Figure 3. Stat3 and ERK1/2 signaling mediate the biological effects of IL-6 in induction of migratory PC cell phenotype.

(A) IL-6 activates phosphorylation of Stat3, ERK1/2 and Jak1/2 but not Stat5 or Akt. (i) DU145 cells were serum-starved (0% FBS) overnight followed by stimulation of the cells with IL-6 (5 nM) for 20 min and immunoblotted for p(Tyr705)Stat3, Stat3, p(Thr202/Tyr204)ERK, ERK1/2 or p(Ser473)Akt or Akt. (ii) Stat5a and Stat5b were immunoprecipitated (IP) and immunoblotted for pYStat5a/b and total Stat5a/b. Whole cell lysates of parallel samples were immunoblotted for actin. (iii) CWR22Rv1, DU145 and LNCaP cells were serum-starved overnight followed by stimulation with IL-6 (5 nM) for 20 min. Jak1 and Jak2 were immunoprecipitated and blotted with anti-phosphotyrosine (4G10), anti-Jak1 or anti-Jak2 mAbs. (B) Lentivirus expressing shRNAs targeting Stat3, ERK1 and ERK2 expression in DU145 cells.

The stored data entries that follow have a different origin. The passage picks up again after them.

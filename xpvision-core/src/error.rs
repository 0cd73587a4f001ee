//! Engine error type.

use thiserror::Error;

/// Result alias used by every fallible engine calculation.
pub type Result<T> = std::result::Result<T, EngineError>;

/// The only failure the engine knows about: an input it cannot divide by or
/// round meaningfully.
#[derive(Debug, Clone, PartialEq, Error)]
pub enum EngineError {
    #[error("invalid argument `{name}`: {value} ({reason})")]
    InvalidArgument {
        name: &'static str,
        value: f64,
        reason: &'static str,
    },
}

impl EngineError {
    pub fn invalid(name: &'static str, value: f64, reason: &'static str) -> Self {
        EngineError::InvalidArgument { name, value, reason }
    }
}

/// Rejects non-finite or non-positive target values.
pub fn ensure_target(target_value: f64) -> Result<f64> {
    if !target_value.is_finite() {
        return Err(EngineError::invalid("target_value", target_value, "must be finite"));
    }
    if target_value <= 0.0 {
        return Err(EngineError::invalid("target_value", target_value, "must be positive"));
    }
    Ok(target_value)
}

/// Rejects NaN and infinite amounts. Sign is left to the caller.
pub fn ensure_finite(name: &'static str, value: f64) -> Result<f64> {
    if value.is_finite() {
        Ok(value)
    } else {
        Err(EngineError::invalid(name, value, "must be finite"))
    }
}

#[cfg(test)]
mod tests {
    use super::*;

    #[test]
    fn test_ensure_target_rejects_zero_and_negative() {
        assert!(ensure_target(0.0).is_err());
        assert!(ensure_target(-10.0).is_err());
        assert_eq!(ensure_target(3650.0), Ok(3650.0));
    }

    #[test]
    fn test_ensure_target_rejects_non_finite() {
        assert!(ensure_target(f64::NAN).is_err());
        assert!(ensure_target(f64::INFINITY).is_err());
    }

    #[test]
    fn test_error_message_names_argument() {
        let err = ensure_target(0.0).unwrap_err();
        assert_eq!(err.to_string(), "invalid argument `target_value`: 0 (must be positive)");
    }
}
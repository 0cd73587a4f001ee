//! xpvision-core: dream progress and day-impact calculations plus the shared
//! record types. Everything here is pure; callers own persistence.

pub mod dream;
pub mod error;
pub mod finance;
pub mod impact;

pub use dream::{boost_days, progress, Dream, GoalProgress};
pub use error::{EngineError, Result};
pub use finance::{EmotionTag, SpendCategory, Transaction};
pub use impact::{impact_days, reality_trigger, ImpactModel, RealityTrigger, DAYS_PER_YEAR, MEAL_COST};
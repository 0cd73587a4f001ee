use anyhow::{bail, Context, Result};
use chrono::NaiveDate;
use clap::{Parser, Subcommand};
use serde::Serialize;
use std::path::PathBuf;
use xpvision_core::EmotionTag;
use xpvision_finance::{
    classify_with_emotion, evaluate_badges, parse_ledger_csv, simulate, BetProtection, SaboteurMap,
    TransactionTagger,
};

mod config;
mod state;

#[derive(Parser, Debug)]
#[command(name = "xpvision", version, about = "XP Vision dream impact calculator")]
struct Cli {
    /// Print results as JSON
    #[arg(long, global = true)]
    json: bool,

    /// Verbose output
    #[arg(short, long, global = true)]
    verbose: bool,

    /// Quiet output (errors only)
    #[arg(short, long, global = true)]
    quiet: bool,

    #[command(subcommand)]
    command: Command,
}

#[derive(Subcommand, Debug)]
enum Command {
    /// Completion percentage and days remaining for a dream
    Progress {
        #[arg(long)]
        saved: Option<f64>,
        #[arg(long)]
        target: Option<f64>,
    },

    /// Days a lump contribution advances the dream
    Boost {
        #[arg(long)]
        amount: f64,
        #[arg(long)]
        target: Option<f64>,
    },

    /// Day impact and reality trigger for one transaction (negative = expense)
    Impact {
        #[arg(long, allow_hyphen_values = true)]
        amount: f64,
        #[arg(long)]
        target: Option<f64>,
        #[arg(long)]
        saved: Option<f64>,
    },

    /// Bet flag and spending category for a description
    Classify {
        description: String,
        #[arg(long, default_value = "")]
        category: String,
        /// necessary | conscious_pleasure | impulsive | investment
        #[arg(long, value_parser = parse_emotion)]
        emotion: Option<EmotionTag>,
    },

    /// How long a purchase would delay the dream
    Simulate {
        #[arg(long)]
        value: f64,
        #[arg(long)]
        target: Option<f64>,
    },

    /// Tag a transactions CSV and print the Saboteur Map
    Map {
        /// Path to transactions CSV (defaults to ./transactions.csv)
        #[arg(long)]
        csv: Option<PathBuf>,
        #[arg(long)]
        target: Option<f64>,
        #[arg(long)]
        saved: Option<f64>,
        /// Reference date for month totals (default: today)
        #[arg(long)]
        today: Option<NaiveDate>,
    },

    /// Manage ~/.xpvision/config.toml
    Config {
        #[command(subcommand)]
        command: ConfigCommand,
    },
}

#[derive(Subcommand, Debug)]
enum ConfigCommand {
    /// Write a default config if none exists
    Init,
    /// Print the effective config
    Show,
}

fn parse_emotion(s: &str) -> std::result::Result<EmotionTag, String> {
    EmotionTag::from_tag(s).ok_or_else(|| format!("unknown emotion tag: {s}"))
}

fn main() -> Result<()> {
    let cli = Cli::parse();

    let level = if cli.quiet {
        "error"
    } else if cli.verbose {
        "debug"
    } else {
        "warn"
    };
    env_logger::Builder::from_env(env_logger::Env::default().default_filter_or(level)).init();

    // classify needs no config, so it is read per command
    let load = config::load_config;
    let today = chrono::Local::now().date_naive();
    let json = cli.json;

    match cli.command {
        Command::Progress { saved, target } => {
            let cfg = load()?;
            let dream = cfg.resolve_dream(target, saved)?;
            let model = cfg.impact_model(&dream, today)?;
            let p = dream.progress(&model)?;
            emit(json, &p, || {
                println!("{}: {}% saved", dream.title, p.percent_display());
                println!("Days remaining: {}", p.days_remaining);
            })?;
        }

        Command::Boost { amount, target } => {
            let cfg = load()?;
            if amount <= 0.0 {
                bail!("boost amount must be positive, got {amount}");
            }
            let dream = cfg.resolve_dream(target, None)?;
            let model = cfg.impact_model(&dream, today)?;
            let days = model.boost_days(amount, dream.target_value)?;
            emit(json, &serde_json::json!({ "boost_days": days }), || {
                println!("R$ {:.2} advances '{}' by {} days", amount, dream.title, days);
            })?;
        }

        Command::Impact { amount, target, saved } => {
            let cfg = load()?;
            let dream = cfg.resolve_dream(target, saved)?;
            let model = cfg.impact_model(&dream, today)?;
            let days = model.impact_days(amount, dream.target_value)?;
            let trigger = model.reality_trigger(amount, dream.target_value, dream.current_saved)?;
            let out = serde_json::json!({ "impact_days": days, "reality_trigger": trigger });
            emit(json, &out, || {
                println!("Impact: {}{} days", if days > 0 { "+" } else { "" }, days);
                if amount < 0.0 {
                    println!("≈ {} meals", trigger.meals_equivalent);
                    println!("{}", trigger.message);
                }
            })?;
        }

        Command::Classify { description, category, emotion } => {
            let c = classify_with_emotion(&description, &category, emotion);
            emit(json, &c, || {
                println!("{} {}{}", c.category.emoji(), c.category_name(), if c.is_bet { " (bet)" } else { "" });
            })?;
        }

        Command::Simulate { value, target } => {
            let cfg = load()?;
            let dream = cfg.resolve_dream(target, None)?;
            let model = cfg.impact_model(&dream, today)?;
            let r = simulate(value, &dream, &model)?;
            emit(json, &r, || {
                println!("R$ {:.2} delays '{}' by {} days", r.value, dream.title, r.days_delayed);
                println!("{}", r.recommendation.message());
                println!("\nWith this money you could:");
                for alt in &r.what_could_be_done {
                    println!("- {}", alt);
                }
            })?;
        }

        Command::Map { csv, target, saved, today: as_of } => {
            let csv_path = csv.unwrap_or_else(default_transactions_csv);
            if !csv_path.exists() {
                bail!("CSV not found: {} (pass --csv <path>)", csv_path.display());
            }
            let as_of = as_of.unwrap_or(today);

            let cfg = load()?;
            let dream = cfg.resolve_dream(target, saved)?;
            let model = cfg.impact_model(&dream, as_of)?;
            let raws = parse_ledger_csv(&csv_path)?;
            let txns = TransactionTagger::new(model, &dream)
                .tag_all(&raws)
                .with_context(|| format!("tagging {}", csv_path.display()))?;

            let map = SaboteurMap::build(&txns);
            let protection = BetProtection::from_transactions(&txns, as_of, true);
            let badges = evaluate_badges(&txns, as_of, false, &[]);

            let out = serde_json::json!({
                "categories": map.categories,
                "month_total": map.month_total(as_of),
                "month_days_lost": map.month_days_lost(as_of),
                "bet_protection": protection,
                "badges": badges,
            });
            emit(json, &out, || {
                println!("Parsed {} transactions from {}\n", txns.len(), csv_path.display());
                println!("Month total: R$ {:.2} | days lost: {}", map.month_total(as_of), map.month_days_lost(as_of));
                if let Some(top) = map.most_critical() {
                    println!("Biggest saboteur: {} {}\n", top.category.emoji(), top.category);
                }
                for c in &map.categories {
                    println!(
                        "{} {:<20} total=R$ {:>9.2} | count={:>3} | days lost={}",
                        c.category.emoji(),
                        c.category.name(),
                        c.total,
                        c.count,
                        c.days_lost
                    );
                }
                println!("\n{}", protection.savings_message());
                if let Some(days) = protection.days_since_last_bet(as_of) {
                    println!("Days since last bet: {}", days);
                }
                for b in &badges {
                    println!("{} {}: {}", b.kind.emoji(), b.kind.title(), b.kind.description());
                }
            })?;
        }

        Command::Config { command } => match command {
            ConfigCommand::Init => config::init_config()?,
            ConfigCommand::Show => {
                let cfg = load()?;
                println!("# {}", config::config_path()?.display());
                println!("{}", toml::to_string_pretty(&cfg).context("serialize config")?);
            }
        },
    }

    Ok(())
}

fn default_transactions_csv() -> PathBuf {
    PathBuf::from("transactions.csv")
}

/// Print `value` as JSON, or run the human-readable printer
fn emit<T: Serialize>(json: bool, value: &T, human: impl FnOnce()) -> Result<()> {
    if json {
        println!("{}", serde_json::to_string_pretty(value)?);
    } else {
        human();
    }
    Ok(())
}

DU145 cells infected with each lentiviral construct were immunoblotted with anti-Stat3, anti-actin, anti-ERK1 or anti-ERK2 antibodies. (C) Inhibition of Stat3 and/or ERK1/2 by RNA interference blocks IL-6-induced PC cell migration. DU145 cells were cultured in the presence of 1% CS-FBS and infected with lentiviruses expressing control-shRNA, Stat3-shRNA and/or ERK1/2-shRNA (MOI=5) and treated with or without IL-6 (5 nM) for 72 h. Cells were counted and equal numbers of cells in each treatment group were assayed for migration in Boyden chambers for 16 h. (D) Inhibition of Stat3 and/or ERK1/2 signaling blocks IL-6-induced increase in adhesion of PC cells to endothelial cells. DU145 cells were cultured in the presence of 1% CS-FBS and infected with lentiviruses expressing control-shRNA, Stat3-shRNA and/or ERK1/2-shRNA (MOI=5) and treated with or without IL-6 (5 nM) for 72 h. Cells were stained with a fluorescent dye and allowed to adhere to HBMEC cells for 60 min followed by quantitation of adhered cells by fluorescent reader. Averages of three independent experiments are shown.